Age-related features of compensatory growth and physiological adaptation in large white and landrace gilts under different weaning ages
DOI:
https://doi.org/10.31210/spi2025.28.04.15Keywords:
piglets, weaning age, compensatory growth, feed intake, diarrhea, adaptation, average daily gain, replacement giltsAbstract
The aim of the study was to determine the effects of weaning age on growth intensity, adaptive capacity, feed intake, and the incidence of diarrhea in piglets of two maternal breeds – Landrace and Large White – with an assessment of their prospects for replacement gilt development. Four groups of piglets were formed according to weaning age: 21 and 28 days. The dynamics of body weight growth from birth to the end of the nursery period, the incidence of gastrointestinal disturbances, feed intake intensity, and the levels of average daily and absolute weight gains were evaluated. The results show that reducing the suckling period to 21 days leads to temporary growth suppression, decreased average daily gains from day 22 to 35 (in Landrace piglets to 34–144 g, and in Large White piglets to 86–136 g), and reduced absolute gains (0.24–1.01 kg and 0.60–0.95 kg, respectively), coinciding with peak diarrhea incidence and irregular feed consumption. At the same time, early-weaned piglets demonstrated compensatory growth after the adaptation period, particularly in Landrace gilts, indicating partial restoration of growth. Ultimately, the final body weight of early-weaned piglets was 3.8–7.3 % lower compared to those weaned at 28 days. Piglets weaned at 28 days exhibited more uniform growth dynamics, stable feed intake, and lower diarrhea frequency, which ensured more efficient adaptation to solid feed and improved feed conversion. Average daily gains from birth to the end of the nursery period were 383 g in Landrace gilts and 364 g in their Large White counterparts. Breed-specific traits also influenced adaptation: Landrace gilts showed more pronounced compensatory growth, while Large White piglets demonstrated more stable gains and feed intake. It was established that reducing the suckling period to 21 days significantly affects adaptation: early-weaned piglets show irregular feed intake and increased diarrhea incidence, which reduce growth efficiency in the first weeks post-weaning. Although compensatory growth occurs later, their final body weight remains lower than that of piglets weaned at 28 days. Conversely, optimizing weaning age to 28 days ensures more stable growth dynamics, uniform feed intake, reduced diarrhea, and improved economic efficiency. Thus, management of suckling period length is a key factor in raising healthy, productive, and resilient young pigs.
References
Kramarenko, S. S., Luhovyi, S. I., Lykhach, A. V., & Kramarenko, O. S. (2019). Analiz biometrychnykh danykh u rozvedenni ta selektsii tvaryn: navchalnyi posibnyk. Mykolaiv: MNAU. [in Ukrainian]

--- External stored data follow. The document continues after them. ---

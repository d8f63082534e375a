//! Read client for the off-chain indexing / claim-assistance service.
//!
//! The service observes both chains and exposes deposit records and Merkle
//! proofs over a small HTTP query surface. This crate only consumes that
//! surface; the engine never writes to the indexer.

pub mod client;
pub mod error;
pub mod test_utils;
pub mod traits;
pub mod types;

pub use client::{IndexClient, DEFAULT_HTTP_TIMEOUT};
pub use error::{ClientError, ClientResult};
pub use traits::DepositIndex;
pub use types::{BridgesResponse, Deposit, ProofResponse};
//! Schema of the offline test-vector fixtures under `data/`.
//!
//! The fixture format is external and fixed; field names follow the files,
//! not our conventions. These types exist only so the adapter's unit tests
//! can consume the vectors; nothing at runtime reads them.

use serde::Deserialize;

/// One deposit leaf as it appears in the fixture files.
#[derive(Debug, Clone, Deserialize)]
pub struct DepositVector {
    #[serde(rename = "originNetwork")]
    pub origin_network: u32,
    #[serde(rename = "tokenAddress")]
    pub token_address: String,
    pub amount: String,
    #[serde(rename = "destinationNetwork")]
    pub destination_network: u32,
    #[serde(rename = "destinationAddress")]
    pub destination_address: String,
    #[serde(rename = "leafValue")]
    pub expected_hash: String,
    #[serde(rename = "currentLeafValue", default)]
    pub current_hash: String,
    pub metadata: String,
}

/// One claim-proof vector: the deposit leaves, the index being claimed, the
/// sibling path for that leaf and the root it verifies against.
#[derive(Debug, Clone, Deserialize)]
pub struct ClaimVector {
    #[serde(rename = "leafs")]
    pub leaves: Vec<DepositVector>,
    pub index: u32,
    #[serde(rename = "proof")]
    pub merkle_proof: Vec<String>,
    #[serde(rename = "root")]
    pub expected_root: String,
}

#[cfg(test)]
mod tests {
    use alloy_primitives::B256;

    use super::*;
    use crate::adapter::{convert_proof, TREE_DEPTH};

    const CLAIM_VECTORS: &str = include_str!("../data/claim_vectors.json");

    fn load() -> Vec<ClaimVector> {
        serde_json::from_str(CLAIM_VECTORS).expect("fixture should parse")
    }

    #[test]
    fn fixtures_parse() {
        let vectors = load();
        assert!(!vectors.is_empty());
        for vector in &vectors {
            assert!((vector.index as usize) < vector.leaves.len());
            assert_eq!(vector.merkle_proof.len(), TREE_DEPTH);
        }
    }

    #[test]
    fn fixture_proofs_convert() {
        for vector in load() {
            let path = convert_proof(&vector.merkle_proof).unwrap();
            for (i, entry) in vector.merkle_proof.iter().enumerate() {
                assert_eq!(path[i], entry.parse::<B256>().unwrap());
            }
        }
    }

    #[test]
    fn fixture_roots_and_leaves_are_hashes() {
        for vector in load() {
            vector
                .expected_root
                .parse::<B256>()
                .expect("root should be a 32-byte hash");
            for leaf in &vector.leaves {
                leaf.expected_hash
                    .parse::<B256>()
                    .expect("leaf value should be a 32-byte hash");
            }
        }
    }
}
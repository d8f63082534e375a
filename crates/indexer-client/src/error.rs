use thiserror::Error;

/// Alias for results produced by the index client.
pub type ClientResult<T> = Result<T, ClientError>;

/// Errors talking to the indexer service.
#[derive(Debug, Error)]
pub enum ClientError {
    /// Transport-level failure, retry might help.
    #[error("request failed: {0}")]
    Transport(String),

    /// Service answered with a non-success status.
    #[error("indexer returned status {0}: {1}")]
    Status(u16, String),

    /// The service cannot supply a proof for the deposit. Not retryable
    /// within one reconciliation attempt.
    #[error("proof unavailable for deposit {deposit_cnt} on network {network_id}: {reason}")]
    ProofUnavailable {
        network_id: u32,
        deposit_cnt: u64,
        reason: String,
    },

    /// Error parsing the response body.
    #[error("malformed response: {0}")]
    Parse(String),

    /// Base URL or parameters could not form a valid request.
    #[error("could not build request: {0}")]
    Request(String),
}
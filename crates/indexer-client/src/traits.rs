use alloy_primitives::Address;
use async_trait::async_trait;

use crate::{
    error::ClientResult,
    types::{Deposit, ProofResponse},
};

/// Read access to the indexer's view of deposits and claim proofs.
///
/// Implementations must tolerate being called repeatedly from polling
/// loops; a transient transport failure surfaces as an error and the caller
/// retries on its own schedule.
#[async_trait]
pub trait DepositIndex: Sync + Send + 'static {
    /// Fetches a page of deposit records whose destination is `address`.
    ///
    /// The service has no hash-based lookup, so callers scan the returned
    /// page for the record they are after. Record order carries no meaning.
    async fn deposits_for_address(
        &self,
        address: Address,
        offset: u64,
        limit: u64,
    ) -> ClientResult<Vec<Deposit>>;

    /// Fetches the Merkle proof for a deposit plus the exit roots it is
    /// valid against as of query time. Only meaningful for deposits already
    /// marked ready for claim.
    async fn merkle_proof(&self, network_id: u32, deposit_cnt: u64)
        -> ClientResult<ProofResponse>;
}
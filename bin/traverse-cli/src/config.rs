use std::path::Path;

use alloy::primitives::Address;
use anyhow::Context;
use serde::{Deserialize, Serialize};
use traverse_indexer_client::DEFAULT_HTTP_TIMEOUT;
use traverse_reconciler::ReconcileConfig;

/// Connection details for one chain and its bridge deployment.
#[derive(Debug, Clone, Serialize, Deserialize)]
pub struct ChainConfig {
    /// HTTP RPC endpoint.
    pub http_url: String,

    /// Address of the bridge contract on this chain.
    pub bridge_address: Address,

    /// Bridge-level network id of this chain.
    pub network_id: u32,
}

#[derive(Debug, Clone, Serialize, Deserialize)]
pub struct IndexerConfig {
    /// Base URL of the indexer's query API.
    pub url: String,

    /// Per-request read timeout.
    #[serde(default = "default_http_timeout")]
    pub http_timeout_secs: u64,
}

#[derive(Debug, Clone, Serialize, Deserialize)]
pub struct WalletConfig {
    /// Hex-encoded private key used to sign on both chains.
    pub private_key: String,
}

#[derive(Debug, Clone, Serialize, Deserialize)]
pub struct Config {
    pub origin: ChainConfig,
    pub destination: ChainConfig,
    pub indexer: IndexerConfig,
    pub wallet: WalletConfig,
    #[serde(default)]
    pub reconciler: ReconcileConfig,
}

impl Config {
    pub fn load(path: &Path) -> anyhow::Result<Self> {
        let raw = std::fs::read_to_string(path)
            .with_context(|| format!("reading config {}", path.display()))?;
        toml::from_str(&raw).with_context(|| format!("parsing config {}", path.display()))
    }
}

fn default_http_timeout() -> u64 {
    DEFAULT_HTTP_TIMEOUT.as_secs()
}
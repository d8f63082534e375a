//! Error types for the chain RPC client.

use thiserror::Error;

/// Alias for the result type returned by chain clients.
pub type ClientResult<T> = Result<T, ClientError>;

/// The error type for chain RPC interactions.
#[derive(Debug, Error)]
pub enum ClientError {
    /// Network/transport error, retry might help.
    #[error("transport: {0}")]
    Transport(String),

    /// The node rejected the call or transaction.
    #[error("rpc: {0}")]
    Rpc(String),

    /// Error decoding a response.
    #[error("parse: {0}")]
    Parse(String),

    /// Endpoint or signer configuration problem, not retryable.
    #[error("config: {0}")]
    Config(String),
}
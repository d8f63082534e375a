use std::sync::Arc;

use alloy_primitives::B256;
use tokio::time::{interval, Instant};
use tracing::*;
use traverse_common::shutdown::Shutdown;
use traverse_ethio::{
    confirm::{wait_mined, ConfirmError},
    rpc::{
        traits::{Bridger, Reader},
        types::{ClaimParams, TransferSpec},
    },
};
use traverse_indexer_client::DepositIndex;
use traverse_proof::ClaimProof;

use crate::{
    config::ReconcileConfig,
    errors::{ReconcileError, ReconcileErrorKind},
    state::{Attempt, ReconcilePhase},
};

/// Drives deposits end to end: submit on the origin chain, wait for the
/// indexer, prefer the assistance service's auto-claim, fall back to a
/// manual claim, and confirm the final transaction on the destination
/// chain.
///
/// One instance may serve many concurrent attempts: it holds only
/// read-shared connection handles and immutable configuration, and each
/// call to [`Reconciler::submit_and_reconcile`] owns its attempt state.
#[derive(Debug)]
pub struct Reconciler<O, D, I> {
    origin: Arc<O>,
    dest: Arc<D>,
    index: Arc<I>,
    config: ReconcileConfig,
}

impl<O, D, I> Reconciler<O, D, I>
where
    O: Reader + Bridger,
    D: Reader + Bridger,
    I: DepositIndex,
{
    pub fn new(origin: Arc<O>, dest: Arc<D>, index: Arc<I>, config: ReconcileConfig) -> Self {
        Self {
            origin,
            dest,
            index,
            config,
        }
    }

    /// Submits the deposit described by `spec` on the origin chain and
    /// reconciles it to a confirmed claim on the destination chain,
    /// returning the claim transaction hash.
    ///
    /// Fails with a [`ReconcileError`] carrying the phase the attempt was
    /// in, the elapsed time and the last observed deposit record. The
    /// engine never retries a finished attempt on its own.
    pub async fn submit_and_reconcile(
        &self,
        spec: &TransferSpec,
        shutdown: &Shutdown,
    ) -> Result<B256, ReconcileError> {
        let mut attempt = Attempt::new();

        info!(token = %spec.token, amount = %spec.amount, dest = %spec.dest_address,
            "submitting bridge deposit");
        let origin_txid = self
            .origin
            .bridge_asset(spec)
            .await
            .map_err(|e| attempt.fail(ReconcileErrorKind::OriginTxFailed(e.to_string())))?;
        debug!(%origin_txid, "bridge deposit accepted");

        match wait_mined(
            self.origin.as_ref(),
            origin_txid,
            self.config.mining_timeout(),
            shutdown,
        )
        .await
        {
            Ok(_) => {
                info!(%origin_txid, "origin deposit mined");
                attempt.phase = ReconcilePhase::AwaitingIndex;
            }
            Err(ConfirmError::Cancelled { .. }) => {
                return Err(attempt.fail(ReconcileErrorKind::Cancelled));
            }
            Err(err) => {
                return Err(attempt.fail(ReconcileErrorKind::OriginTxFailed(err.to_string())));
            }
        }

        self.wait_for_ready(&mut attempt, origin_txid, spec, shutdown)
            .await?;

        let claim_txid = match self
            .wait_for_auto_claim(&mut attempt, origin_txid, spec, shutdown)
            .await?
        {
            Some(txid) => txid,
            None => self.submit_manual_claim(&mut attempt).await?,
        };
        attempt.claim_txid = Some(claim_txid);
        attempt.phase = ReconcilePhase::Confirming;

        match wait_mined(
            self.dest.as_ref(),
            claim_txid,
            self.config.mining_timeout(),
            shutdown,
        )
        .await
        {
            Ok(receipt) => {
                attempt.phase = ReconcilePhase::Claimed;
                info!(%claim_txid, block = ?receipt.block_number, elapsed = ?attempt.elapsed(),
                    "claim confirmed");
                Ok(claim_txid)
            }
            Err(ConfirmError::Reverted { .. }) => {
                Err(attempt.fail(ReconcileErrorKind::ClaimTxReverted(claim_txid)))
            }
            Err(ConfirmError::Timeout { .. }) => {
                Err(attempt.fail(ReconcileErrorKind::ConfirmationTimeout(claim_txid)))
            }
            Err(ConfirmError::Cancelled { .. }) => {
                Err(attempt.fail(ReconcileErrorKind::Cancelled))
            }
        }
    }

    /// Polls the index until the deposit record for `origin_txid` exists
    /// and reports ready-for-claim, within the readiness budget.
    async fn wait_for_ready(
        &self,
        attempt: &mut Attempt,
        origin_txid: B256,
        spec: &TransferSpec,
        shutdown: &Shutdown,
    ) -> Result<(), ReconcileError> {
        let budget = self.config.readiness_timeout();
        let deadline = Instant::now() + budget;
        let mut shutdown = shutdown.clone();
        let mut ticker = interval(self.config.poll_interval());

        loop {
            if shutdown.should_shutdown() {
                return Err(attempt.fail(ReconcileErrorKind::Cancelled));
            }
            tokio::select! {
                _ = ticker.tick() => {}
                _ = shutdown.wait_for_shutdown() => {
                    return Err(attempt.fail(ReconcileErrorKind::Cancelled));
                }
            }

            match self
                .index
                .deposits_for_address(spec.dest_address, 0, self.config.deposit_page_limit)
                .await
            {
                Ok(deposits) => {
                    // Several deposits may target the same address; match by
                    // exact origin hash, never by position in the page.
                    if let Some(deposit) =
                        deposits.into_iter().find(|d| d.tx_hash == origin_txid)
                    {
                        if attempt.phase == ReconcilePhase::AwaitingIndex {
                            debug!(deposit_cnt = %deposit.deposit_cnt, "deposit indexed");
                            attempt.phase = ReconcilePhase::AwaitingReady;
                        }
                        let ready = deposit.ready_for_claim;
                        attempt.last_seen = Some(deposit);
                        if ready {
                            info!(%origin_txid, elapsed = ?attempt.elapsed(),
                                "deposit ready for claim");
                            attempt.phase = ReconcilePhase::AwaitingAutoClaim;
                            return Ok(());
                        }
                    }
                }
                Err(err) => {
                    // Transient; the budget, not the error, ends this loop.
                    warn!(%err, "deposit query failed, retrying");
                }
            }

            if Instant::now() >= deadline {
                return Err(attempt.fail(ReconcileErrorKind::ReadinessTimeout(budget)));
            }
        }
    }

    /// Watches the deposit record for an assistance-service claim hash
    /// within the auto-claim budget. Returns `None` once the budget is
    /// spent, which sends the attempt down the manual path.
    async fn wait_for_auto_claim(
        &self,
        attempt: &mut Attempt,
        origin_txid: B256,
        spec: &TransferSpec,
        shutdown: &Shutdown,
    ) -> Result<Option<B256>, ReconcileError> {
        let budget = self.config.auto_claim_timeout();
        let deadline = Instant::now() + budget;
        let mut shutdown = shutdown.clone();
        let mut ticker = interval(self.config.poll_interval());

        loop {
            // The hash may already be on the record we hold from the
            // readiness poll.
            if let Some(txid) = attempt.last_seen.as_ref().and_then(|d| d.claim_txid()) {
                info!(%txid, "auto-claim detected");
                return Ok(Some(txid));
            }

            if Instant::now() >= deadline {
                info!(%origin_txid, budget = ?budget,
                    "no auto-claim within budget, falling back to manual claim");
                attempt.phase = ReconcilePhase::ManualClaim;
                return Ok(None);
            }

            if shutdown.should_shutdown() {
                return Err(attempt.fail(ReconcileErrorKind::Cancelled));
            }
            tokio::select! {
                _ = ticker.tick() => {}
                _ = shutdown.wait_for_shutdown() => {
                    return Err(attempt.fail(ReconcileErrorKind::Cancelled));
                }
            }

            match self
                .index
                .deposits_for_address(spec.dest_address, 0, self.config.deposit_page_limit)
                .await
            {
                Ok(deposits) => {
                    if let Some(deposit) =
                        deposits.into_iter().find(|d| d.tx_hash == origin_txid)
                    {
                        attempt.last_seen = Some(deposit);
                    }
                }
                Err(err) => {
                    warn!(%err, "deposit query failed, retrying");
                }
            }
        }
    }

    /// Fetches a fresh proof and submits the claim ourselves. Submits at
    /// most one manual claim per attempt: re-entry after the first
    /// submission returns the known hash instead of resubmitting.
    async fn submit_manual_claim(&self, attempt: &mut Attempt) -> Result<B256, ReconcileError> {
        if attempt.manual_submitted {
            if let Some(txid) = attempt.claim_txid {
                debug!(%txid, "manual claim already submitted, not resubmitting");
                return Ok(txid);
            }
        }

        // Claiming an unready deposit would only waste a transaction the
        // contract rejects; refuse locally. Unreachable through the normal
        // phase order.
        let deposit = match attempt.last_seen.as_ref() {
            Some(d) if d.ready_for_claim => d.clone(),
            _ => {
                return Err(
                    attempt.fail(ReconcileErrorKind::ReadinessTimeout(
                        self.config.readiness_timeout(),
                    )),
                )
            }
        };

        info!(network_id = %deposit.network_id, deposit_cnt = %deposit.deposit_cnt,
            "fetching claim proof");
        // Always fetched fresh: exit roots advance between calls and a
        // stale proof no longer verifies.
        let response = self
            .index
            .merkle_proof(deposit.network_id, deposit.deposit_cnt)
            .await
            .map_err(|e| attempt.fail(ReconcileErrorKind::ProofUnavailable(e)))?;

        let proof = ClaimProof::from_parts(
            &response.merkle_proof,
            &response.rollup_merkle_proof,
            response.main_exit_root,
            response.rollup_exit_root,
        )
        .map_err(|e| attempt.fail(ReconcileErrorKind::MalformedProof(e)))?;

        let params = ClaimParams {
            proof,
            deposit_cnt: deposit.deposit_cnt,
            origin_network: deposit.origin_network,
            origin_token: deposit.token_address,
            dest_network: deposit.dest_network,
            dest_address: deposit.dest_address,
            amount: deposit.amount,
            metadata: deposit.metadata.clone(),
        };

        let txid = self
            .dest
            .claim_asset(&params)
            .await
            .map_err(|e| attempt.fail(ReconcileErrorKind::Transport(e.to_string())))?;
        attempt.manual_submitted = true;
        attempt.claim_txid = Some(txid);
        info!(%txid, deposit_cnt = %deposit.deposit_cnt, "manual claim submitted");
        Ok(txid)
    }
}
use std::fmt;

use alloy_primitives::B256;
use tokio::time::Instant;
use traverse_indexer_client::Deposit;

use crate::errors::{ReconcileError, ReconcileErrorKind};

/// Phase of one reconciliation attempt.
#[derive(Debug, Clone, Copy, PartialEq, Eq)]
pub enum ReconcilePhase {
    /// Origin deposit transaction accepted, awaiting its receipt.
    Submitted,
    /// Origin transaction mined, awaiting a matching indexer record.
    AwaitingIndex,
    /// Record found, awaiting the ready-for-claim flag.
    AwaitingReady,
    /// Record ready, watching for an assistance-service claim.
    AwaitingAutoClaim,
    /// Auto-claim budget exhausted, claiming ourselves.
    ManualClaim,
    /// A claim transaction is known, awaiting its receipt.
    Confirming,
    /// Terminal: the claim mined successfully.
    Claimed,
    /// Terminal: the attempt failed.
    Failed,
}

impl fmt::Display for ReconcilePhase {
    fn fmt(&self, f: &mut fmt::Formatter<'_>) -> fmt::Result {
        let s = match self {
            Self::Submitted => "submitted",
            Self::AwaitingIndex => "awaiting-index",
            Self::AwaitingReady => "awaiting-ready",
            Self::AwaitingAutoClaim => "awaiting-auto-claim",
            Self::ManualClaim => "manual-claim",
            Self::Confirming => "confirming",
            Self::Claimed => "claimed",
            Self::Failed => "failed",
        };
        write!(f, "{s}")
    }
}

/// In-memory state the engine owns for one attempt. Never persisted; a
/// retried attempt starts from scratch.
#[derive(Debug)]
pub(crate) struct Attempt {
    pub(crate) phase: ReconcilePhase,
    pub(crate) started_at: Instant,
    /// Most recent indexer record observed for this deposit.
    pub(crate) last_seen: Option<Deposit>,
    /// Guards against submitting a second manual claim within this attempt.
    pub(crate) manual_submitted: bool,
    pub(crate) claim_txid: Option<B256>,
}

impl Attempt {
    pub(crate) fn new() -> Self {
        Self {
            phase: ReconcilePhase::Submitted,
            started_at: Instant::now(),
            last_seen: None,
            manual_submitted: false,
            claim_txid: None,
        }
    }

    pub(crate) fn elapsed(&self) -> std::time::Duration {
        self.started_at.elapsed()
    }

    /// Terminates the attempt, capturing the phase it failed in and the
    /// last deposit snapshot for the caller.
    pub(crate) fn fail(&mut self, kind: ReconcileErrorKind) -> ReconcileError {
        let phase = self.phase;
        self.phase = ReconcilePhase::Failed;
        ReconcileError {
            kind,
            phase,
            elapsed: self.elapsed(),
            deposit: self.last_seen.clone(),
        }
    }
}
//! Scripted chain client for tests.

use std::sync::{
    atomic::{AtomicU64, Ordering},
    Mutex,
};

use alloy::primitives::{Address, B256, U256};
use async_trait::async_trait;

use crate::rpc::{
    error::{ClientError, ClientResult},
    traits::{Bridger, Reader},
    types::{ClaimParams, TransferSpec, TxReceipt},
};

/// A test implementation of an EVM chain client.
///
/// Receipt behavior is scripted by poll count: the first `fail_first` polls
/// error, the next `mine_after` polls report not-yet-mined, then a receipt
/// with the configured status is served for whatever hash was asked about.
/// Submissions are recorded and answer with fixed hashes.
#[derive(Debug)]
pub struct TestEvmClient {
    mine_after: u64,
    fail_first: u64,
    status: bool,
    bridge_txid: B256,
    claim_txid: B256,
    balance: U256,
    receipt_polls: AtomicU64,
    bridges: Mutex<Vec<TransferSpec>>,
    claims: Mutex<Vec<ClaimParams>>,
}

impl TestEvmClient {
    pub fn new() -> Self {
        Self {
            mine_after: 0,
            fail_first: 0,
            status: true,
            bridge_txid: B256::repeat_byte(0xB1),
            claim_txid: B256::repeat_byte(0xC1),
            balance: U256::ZERO,
            receipt_polls: AtomicU64::new(0),
            bridges: Mutex::new(Vec::new()),
            claims: Mutex::new(Vec::new()),
        }
    }

    /// Receipt polls answered not-yet-mined before a receipt appears.
    pub fn mine_after(mut self, polls: u64) -> Self {
        self.mine_after = polls;
        self
    }

    /// Receipt polls that fail with a transport error before anything else.
    pub fn fail_first(mut self, polls: u64) -> Self {
        self.fail_first = polls;
        self
    }

    /// Serve reverted receipts.
    pub fn reverting(mut self) -> Self {
        self.status = false;
        self
    }

    /// Never serve a receipt.
    pub fn never_mining(mut self) -> Self {
        self.mine_after = u64::MAX;
        self
    }

    pub fn with_bridge_txid(mut self, txid: B256) -> Self {
        self.bridge_txid = txid;
        self
    }

    pub fn with_claim_txid(mut self, txid: B256) -> Self {
        self.claim_txid = txid;
        self
    }

    pub fn with_balance(mut self, balance: U256) -> Self {
        self.balance = balance;
        self
    }

    pub fn receipt_polls(&self) -> u64 {
        self.receipt_polls.load(Ordering::SeqCst)
    }

    pub fn bridge_count(&self) -> usize {
        self.bridges.lock().unwrap().len()
    }

    pub fn claim_count(&self) -> usize {
        self.claims.lock().unwrap().len()
    }

    pub fn last_claim(&self) -> Option<ClaimParams> {
        self.claims.lock().unwrap().last().cloned()
    }
}

impl Default for TestEvmClient {
    fn default() -> Self {
        Self::new()
    }
}

#[async_trait]
impl Reader for TestEvmClient {
    async fn transaction_receipt(&self, txid: B256) -> ClientResult<Option<TxReceipt>> {
        let poll = self.receipt_polls.fetch_add(1, Ordering::SeqCst) + 1;

        if poll <= self.fail_first {
            return Err(ClientError::Transport("connection refused".to_owned()));
        }
        if poll.saturating_sub(self.fail_first) <= self.mine_after {
            return Ok(None);
        }

        Ok(Some(TxReceipt {
            txid,
            block_number: Some(100),
            success: self.status,
        }))
    }

    async fn balance(&self, _address: Address) -> ClientResult<U256> {
        Ok(self.balance)
    }
}

#[async_trait]
impl Bridger for TestEvmClient {
    async fn bridge_asset(&self, spec: &TransferSpec) -> ClientResult<B256> {
        self.bridges.lock().unwrap().push(spec.clone());
        Ok(self.bridge_txid)
    }

    async fn claim_asset(&self, claim: &ClaimParams) -> ClientResult<B256> {
        self.claims.lock().unwrap().push(claim.clone());
        Ok(self.claim_txid)
    }
}
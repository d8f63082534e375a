//! Typed failures of a reconciliation attempt.

use std::time::Duration;

use alloy_primitives::B256;
use thiserror::Error;
use traverse_indexer_client::{ClientError as IndexClientError, Deposit};
use traverse_proof::ProofError;

use crate::state::ReconcilePhase;

/// Why a reconciliation attempt stopped.
#[derive(Debug, Error)]
pub enum ReconcileErrorKind {
    /// The origin deposit transaction reverted, was rejected, or did not
    /// mine within the mining budget.
    #[error("origin transaction failed: {0}")]
    OriginTxFailed(String),

    /// The deposit never became ready for claim within its budget.
    #[error("deposit not ready for claim within {0:?}")]
    ReadinessTimeout(Duration),

    /// A claim transaction mined but reverted. In the manual path this can
    /// be benign (an auto-claim may have raced in just before ours), so
    /// callers should re-check the deposit record before treating it as a
    /// loss.
    #[error("claim transaction {0} reverted")]
    ClaimTxReverted(B256),

    /// A claim transaction was not mined within the confirmation budget.
    /// Inconclusive: the transaction may still mine. Warrants operator
    /// attention, not blind resubmission of the same hash.
    #[error("claim transaction {0} not confirmed in time")]
    ConfirmationTimeout(B256),

    /// The indexer could not supply a proof for a ready deposit. Not
    /// retried within the attempt.
    #[error("proof fetch failed: {0}")]
    ProofUnavailable(#[from] IndexClientError),

    /// The indexer's proof did not convert to the fixed-depth form the
    /// destination verifier expects.
    #[error(transparent)]
    MalformedProof(#[from] ProofError),

    /// Transport-level failure outside any polling loop (polling loops
    /// swallow and retry these until their own deadline).
    #[error("transport: {0}")]
    Transport(String),

    /// Shutdown was signalled mid-attempt.
    #[error("attempt cancelled")]
    Cancelled,
}

/// A failed reconciliation attempt, with enough context to tell "indexer
/// slow" apart from "claim actually reverted on-chain".
#[derive(Debug, Error)]
#[error("reconcile failed during {phase} after {elapsed:?}: {kind}")]
pub struct ReconcileError {
    pub kind: ReconcileErrorKind,
    /// Phase the attempt was in when it stopped.
    pub phase: ReconcilePhase,
    /// Time since the attempt started.
    pub elapsed: Duration,
    /// Last deposit record observed before the failure, if any.
    pub deposit: Option<Deposit>,
}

Kremez, M. I., Mykhalko, O. H., Shpetnyi, M. B., Myronenko, O. I., Shcherbatiuk, N. V., Chekh, O. O., Yurieva, K. V., & Ovdiienko, K. T. (2025). Efficiency of rearing purebred, crossbred and hybrid litters of piglets of English origin during the suckling period. Scientific Messenger of LNU of Veterinary Medicine and Biotechnologies, 27 (102), 141–150. https://doi.org/10.32718/nvlvet-a10221
Ladyka, V. I., Khmelnychyi, L. M., & Povod, M. H. (2023). Tekhnolohiia vyrobnytstva i pererobky produktsii tvarynnytstva: pidruchnyk dlia aspirantiv. Odesa: Oldi [in Ukrainian]
Povod, M., Shvachka, R., Mykhalko, O., & Yurieva, K. (2019). Productive qualities of sows and their posterity depending on the duration of the suspension period. Bulletin of Sumy National Agrarian University. The Series: Livestock, 4 (39), 72–84. https://doi.org/10.32845/bsnau.lvst.2019.4.11
Shvachka, R., Povod, M., & Andriychuk, V. (2020). Dependence of reproductive qualities of sows on the duration of the sucking period, the option of combination of breeds at different seasons. Bulletin of Sumy National Agrarian University. The Series: Livestock, 4 (43), 88–99. https://doi.org/10.32845/bsnau.lvst.2020.4.14
Shostia, H. M., & Usenko, S. O. (2023). Vplyv dobrobutu tvaryn na yakist pro-duktsii. Materialy II Mizhnarodnoi naukovo-praktychnoi konfere-ntsii (zaochna forma) «Yakist ta bezpechnist produktsii u vnutrishnii i zovnishnii torhivli y torhovelne pidpryiemnytstvo: suchasni vektory rozvytku i perspektyvy» (Poltava, 15 liutoho 2023 r.). (s. 324–327). Poltava: PDAU [in Ukrainian]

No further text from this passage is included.